§ Your objective
Please find the lines in the following records that hold "never", and copy them.

§ Records for the task
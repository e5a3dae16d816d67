//! End-to-end scenarios for the connection layer.
//!
//! Drives connection actors through the scripted in-memory transport:
//! connect/reconnect behavior, request correlation, timeout accounting,
//! and teardown guarantees.

use std::net::SocketAddr;
use std::sync::Arc;
use std::time::{Duration, Instant};

use bytes::Bytes;
use peerlink_core::transport::simulation::ConnectScript;
use peerlink_core::{
    BinaryCodec, Codec as _, ConnectionError, ConnectionHandle, ConnectionRegistry, PeerId,
    PeerlinkConfig, SimTransport, spawn_connection,
};

fn test_address() -> SocketAddr {
    "127.0.0.1:9100".parse().unwrap()
}

fn spawn_test_connection(
    transport: Arc<SimTransport>,
) -> (ConnectionHandle, Arc<BinaryCodec>) {
    let codec = Arc::new(BinaryCodec::new(PeerId::generate()));
    let handle = spawn_connection(
        PeerId::generate(),
        test_address(),
        transport,
        codec.clone(),
        PeerlinkConfig::for_testing().connection,
    );
    (handle, codec)
}

async fn wait_connected(handle: &ConnectionHandle) {
    for _ in 0..200 {
        if handle.stats().await.unwrap().state.is_connected() {
            return;
        }
        tokio::time::sleep(Duration::from_millis(5)).await;
    }
    panic!("peer never connected");
}

/// Scenario: connect succeeds instantly, a request gets no reply; the
/// call resolves with `Timeout` and the backlog is empty afterward.
#[tokio::test]
async fn unanswered_request_times_out_and_clears_the_backlog() {
    let (transport, mut accepted) = SimTransport::new();
    let transport = Arc::new(transport);
    let (handle, _codec) = spawn_test_connection(transport.clone());
    let _remote = accepted.recv().await.unwrap();
    wait_connected(&handle).await;

    let result = handle
        .send_message(Bytes::from_static(b"get_block 1"), Duration::from_millis(100))
        .await;

    assert!(matches!(
        result,
        Err(ConnectionError::Timeout { request_id: 0 })
    ));
    let stats = handle.stats().await.unwrap();
    assert_eq!(stats.outstanding_requests, 0);
    assert_eq!(stats.timeouts, 1);
}

/// Scenario: a correctly-correlated reply arrives before the deadline;
/// the caller receives it and the backlog empties.
#[tokio::test]
async fn correlated_reply_resolves_the_caller() {
    let (transport, mut accepted) = SimTransport::new();
    let transport = Arc::new(transport);
    let (handle, codec) = spawn_test_connection(transport.clone());
    let mut remote = accepted.recv().await.unwrap();
    wait_connected(&handle).await;

    let responder = tokio::spawn({
        let codec = codec.clone();
        async move {
            let frame = remote.recv_frame().await.unwrap();
            let envelope = codec.decode(&frame).unwrap();
            assert_eq!(envelope.payload.as_ref(), b"get_tip");
            remote
                .deliver(codec.encode(envelope.request_id, b"tip: 42"))
                .await;
        }
    });

    let reply = handle
        .send_message(Bytes::from_static(b"get_tip"), Duration::from_secs(2))
        .await
        .unwrap();
    assert_eq!(reply.as_ref(), b"tip: 42");
    responder.await.unwrap();

    assert_eq!(handle.stats().await.unwrap().outstanding_requests, 0);
}

/// Scenario: connect fails immediately; a send resolves with `Closed`
/// well within the request timeout.
#[tokio::test]
async fn send_while_disconnected_fails_fast() {
    let (transport, _accepted) = SimTransport::new();
    let transport = Arc::new(transport);
    transport.script([ConnectScript::Refuse, ConnectScript::Hang]).await;
    let (handle, _codec) = spawn_test_connection(transport.clone());

    let started = Instant::now();
    let result = handle
        .send_message(Bytes::from_static(b"ping"), Duration::from_secs(100))
        .await;

    assert!(matches!(result, Err(ConnectionError::Closed)));
    assert!(started.elapsed() < Duration::from_millis(100));
}

/// Scenario: timeout-driven downtime is reported once with reset, then
/// gone; a connected peer always reports zero.
#[tokio::test]
async fn availability_accrues_on_timeout_and_resets_once() {
    let (transport, mut accepted) = SimTransport::new();
    let transport = Arc::new(transport);
    let (handle, _codec) = spawn_test_connection(transport.clone());
    let remote = accepted.recv().await.unwrap();
    wait_connected(&handle).await;

    // An unanswered request accrues its full wait, rounded to seconds
    let result = handle
        .send_message(Bytes::from_static(b"ping"), Duration::from_millis(700))
        .await;
    assert!(matches!(result, Err(ConnectionError::Timeout { .. })));

    // Availability is only reported while disconnected; refusals hold
    // the redial loop off long enough to observe it
    transport.script([ConnectScript::Refuse; 20]).await;
    remote.close("test").await;
    for _ in 0..200 {
        if !handle.stats().await.unwrap().state.is_connected() {
            break;
        }
        tokio::time::sleep(Duration::from_millis(5)).await;
    }

    assert_eq!(handle.get_availability(true).await.unwrap(), 1);
    assert_eq!(handle.get_availability(false).await.unwrap(), 0);

    // Reconnected peers report zero regardless of reset
    let _redialed = accepted.recv().await.unwrap();
    wait_connected(&handle).await;
    assert_eq!(handle.get_availability(true).await.unwrap(), 0);
}

/// Scenario: the transport signals closure; every outstanding request
/// resolves with `Closed` and the actor reconnects on its own.
#[tokio::test]
async fn closure_fails_outstanding_requests_and_reconnects() {
    let (transport, mut accepted) = SimTransport::new();
    let transport = Arc::new(transport);
    let (handle, _codec) = spawn_test_connection(transport.clone());
    let mut remote = accepted.recv().await.unwrap();
    wait_connected(&handle).await;

    let mut waiters = Vec::new();
    for _ in 0..3 {
        let handle = handle.clone();
        waiters.push(tokio::spawn(async move {
            handle
                .send_message(Bytes::from_static(b"ping"), Duration::from_secs(30))
                .await
        }));
    }
    // All three must be on the wire before the link drops
    for _ in 0..3 {
        remote.recv_frame().await.unwrap();
    }

    remote.close("remote went away").await;

    let started = Instant::now();
    for waiter in waiters {
        let result = waiter.await.unwrap();
        assert!(matches!(result, Err(ConnectionError::Closed)));
    }
    assert!(started.elapsed() < Duration::from_secs(1));

    // The reconnection loop dials again without outside help
    let _redialed = accepted.recv().await.unwrap();
    wait_connected(&handle).await;
}

/// Replies are matched purely by request id: out-of-order replies
/// resolve exactly the callers that issued them.
#[tokio::test]
async fn out_of_order_replies_resolve_their_own_callers() {
    let (transport, mut accepted) = SimTransport::new();
    let transport = Arc::new(transport);
    let (handle, codec) = spawn_test_connection(transport.clone());
    let mut remote = accepted.recv().await.unwrap();
    wait_connected(&handle).await;

    let first = tokio::spawn({
        let handle = handle.clone();
        async move {
            handle
                .send_message(Bytes::from_static(b"first"), Duration::from_secs(5))
                .await
        }
    });
    let second = tokio::spawn({
        let handle = handle.clone();
        async move {
            handle
                .send_message(Bytes::from_static(b"second"), Duration::from_secs(5))
                .await
        }
    });

    let mut envelopes = Vec::new();
    for _ in 0..2 {
        let frame = remote.recv_frame().await.unwrap();
        envelopes.push(codec.decode(&frame).unwrap());
    }

    // Answer in reverse submission order, echoing each request payload
    for envelope in envelopes.iter().rev() {
        let mut reply = b"re:".to_vec();
        reply.extend_from_slice(&envelope.payload);
        remote.deliver(codec.encode(envelope.request_id, &reply)).await;
    }

    assert_eq!(first.await.unwrap().unwrap().as_ref(), b"re:first");
    assert_eq!(second.await.unwrap().unwrap().as_ref(), b"re:second");
}

/// A reply that lost its race against the deadline is dropped silently
/// and can never complete a second caller.
#[tokio::test]
async fn late_reply_is_a_no_op() {
    let (transport, mut accepted) = SimTransport::new();
    let transport = Arc::new(transport);
    let (handle, codec) = spawn_test_connection(transport.clone());
    let mut remote = accepted.recv().await.unwrap();
    wait_connected(&handle).await;

    let result = handle
        .send_message(Bytes::from_static(b"slow"), Duration::from_millis(50))
        .await;
    assert!(matches!(result, Err(ConnectionError::Timeout { .. })));

    // Deliver the reply for the already-expired request, twice
    let frame = remote.recv_frame().await.unwrap();
    let expired = codec.decode(&frame).unwrap();
    remote
        .deliver(codec.encode(expired.request_id, b"too late"))
        .await;
    remote
        .deliver(codec.encode(expired.request_id, b"too late"))
        .await;

    // The actor is still healthy and a fresh request works
    let responder = tokio::spawn({
        let codec = codec.clone();
        async move {
            let frame = remote.recv_frame().await.unwrap();
            let envelope = codec.decode(&frame).unwrap();
            remote.deliver(codec.encode(envelope.request_id, b"fresh")).await;
        }
    });

    let reply = handle
        .send_message(Bytes::from_static(b"again"), Duration::from_secs(2))
        .await
        .unwrap();
    assert_eq!(reply.as_ref(), b"fresh");
    responder.await.unwrap();
}

/// A transmit failure surfaces the transport error to its caller,
/// flips the state to disconnected, and triggers a redial.
#[tokio::test]
async fn transmit_failure_disconnects_and_redials() {
    let (transport, mut accepted) = SimTransport::new();
    let transport = Arc::new(transport);
    let (handle, _codec) = spawn_test_connection(transport.clone());
    let mut remote = accepted.recv().await.unwrap();
    wait_connected(&handle).await;

    // Refusals keep the redial loop from reconnecting under the assertions
    transport.script([ConnectScript::Refuse; 20]).await;
    remote.sever();
    let result = handle
        .send_message(Bytes::from_static(b"ping"), Duration::from_secs(5))
        .await;
    assert!(matches!(result, Err(ConnectionError::Transport(_))));

    let stats = handle.stats().await.unwrap();
    assert!(!stats.state.is_connected());
    assert_eq!(stats.outstanding_requests, 0);

    // Transmit failures do not accrue downtime
    assert_eq!(handle.get_availability(false).await.unwrap(), 0);

    let _redialed = accepted.recv().await.unwrap();
    wait_connected(&handle).await;
}

/// Undecodable inbound frames are dropped without failing any request.
#[tokio::test]
async fn malformed_frames_do_not_affect_liveness() {
    let (transport, mut accepted) = SimTransport::new();
    let transport = Arc::new(transport);
    let (handle, codec) = spawn_test_connection(transport.clone());
    let mut remote = accepted.recv().await.unwrap();
    wait_connected(&handle).await;

    remote.deliver(Bytes::from_static(b"junk")).await;

    let responder = tokio::spawn({
        let codec = codec.clone();
        async move {
            let frame = remote.recv_frame().await.unwrap();
            let envelope = codec.decode(&frame).unwrap();
            remote.deliver(codec.encode(envelope.request_id, b"ok")).await;
        }
    });

    let reply = handle
        .send_message(Bytes::from_static(b"ping"), Duration::from_secs(2))
        .await
        .unwrap();
    assert_eq!(reply.as_ref(), b"ok");
    responder.await.unwrap();
}

/// Teardown resolves every outstanding waiter with a definitive error.
#[tokio::test]
async fn shutdown_fails_outstanding_requests() {
    let (transport, mut accepted) = SimTransport::new();
    let transport = Arc::new(transport);
    let (handle, _codec) = spawn_test_connection(transport.clone());
    let mut remote = accepted.recv().await.unwrap();
    wait_connected(&handle).await;

    let waiter = tokio::spawn({
        let handle = handle.clone();
        async move {
            handle
                .send_message(Bytes::from_static(b"ping"), Duration::from_secs(30))
                .await
        }
    });
    remote.recv_frame().await.unwrap();

    handle.shutdown().await.unwrap();

    let result = waiter.await.unwrap();
    assert!(matches!(result, Err(ConnectionError::Shutdown)));
}

/// The registry resolves peers end to end: start, exchange, stop.
#[tokio::test]
async fn registry_routes_requests_by_peer_identity() {
    let (transport, mut accepted) = SimTransport::new();
    let transport = Arc::new(transport);
    let node_id = PeerId::generate();
    let codec = Arc::new(BinaryCodec::new(node_id));
    let registry = ConnectionRegistry::new(codec.clone(), PeerlinkConfig::for_testing());

    let peer_id = PeerId::generate();
    let handle = registry
        .start(peer_id, test_address(), transport.clone())
        .await
        .unwrap();
    let mut remote = accepted.recv().await.unwrap();
    wait_connected(&handle).await;

    let responder = tokio::spawn({
        let codec = codec.clone();
        async move {
            let frame = remote.recv_frame().await.unwrap();
            let envelope = codec.decode(&frame).unwrap();
            // Outgoing envelopes carry the local node identity
            assert_eq!(envelope.sender, node_id);
            remote.deliver(codec.encode(envelope.request_id, b"ack")).await;
        }
    });

    let reply = registry
        .send_message(peer_id, Bytes::from_static(b"hello"), None)
        .await
        .unwrap();
    assert_eq!(reply.as_ref(), b"ack");
    responder.await.unwrap();

    registry.stop(peer_id).await.unwrap();
    assert!(registry.is_empty().await);
}

/// Events from a dead link cannot leak into its successor: after a
/// reconnect the actor only honors frames from the new link.
#[tokio::test]
async fn stale_link_frames_do_not_reach_the_actor() {
    let (transport, mut accepted) = SimTransport::new();
    let transport = Arc::new(transport);
    let (handle, codec) = spawn_test_connection(transport.clone());
    let old_remote = accepted.recv().await.unwrap();
    wait_connected(&handle).await;

    old_remote.close("flap").await;
    let mut new_remote = accepted.recv().await.unwrap();
    wait_connected(&handle).await;

    let responder = tokio::spawn({
        let codec = codec.clone();
        async move {
            let frame = new_remote.recv_frame().await.unwrap();
            let envelope = codec.decode(&frame).unwrap();
            // A stale frame for the same id from the old link is inert
            old_remote
                .deliver(codec.encode(envelope.request_id, b"stale"))
                .await;
            new_remote
                .deliver(codec.encode(envelope.request_id, b"live"))
                .await;
        }
    });

    let reply = handle
        .send_message(Bytes::from_static(b"ping"), Duration::from_secs(2))
        .await
        .unwrap();
    assert_eq!(reply.as_ref(), b"live");
    responder.await.unwrap();
}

§ Problem solution
    panic!("peer never connected");
/// and can never complete a second caller.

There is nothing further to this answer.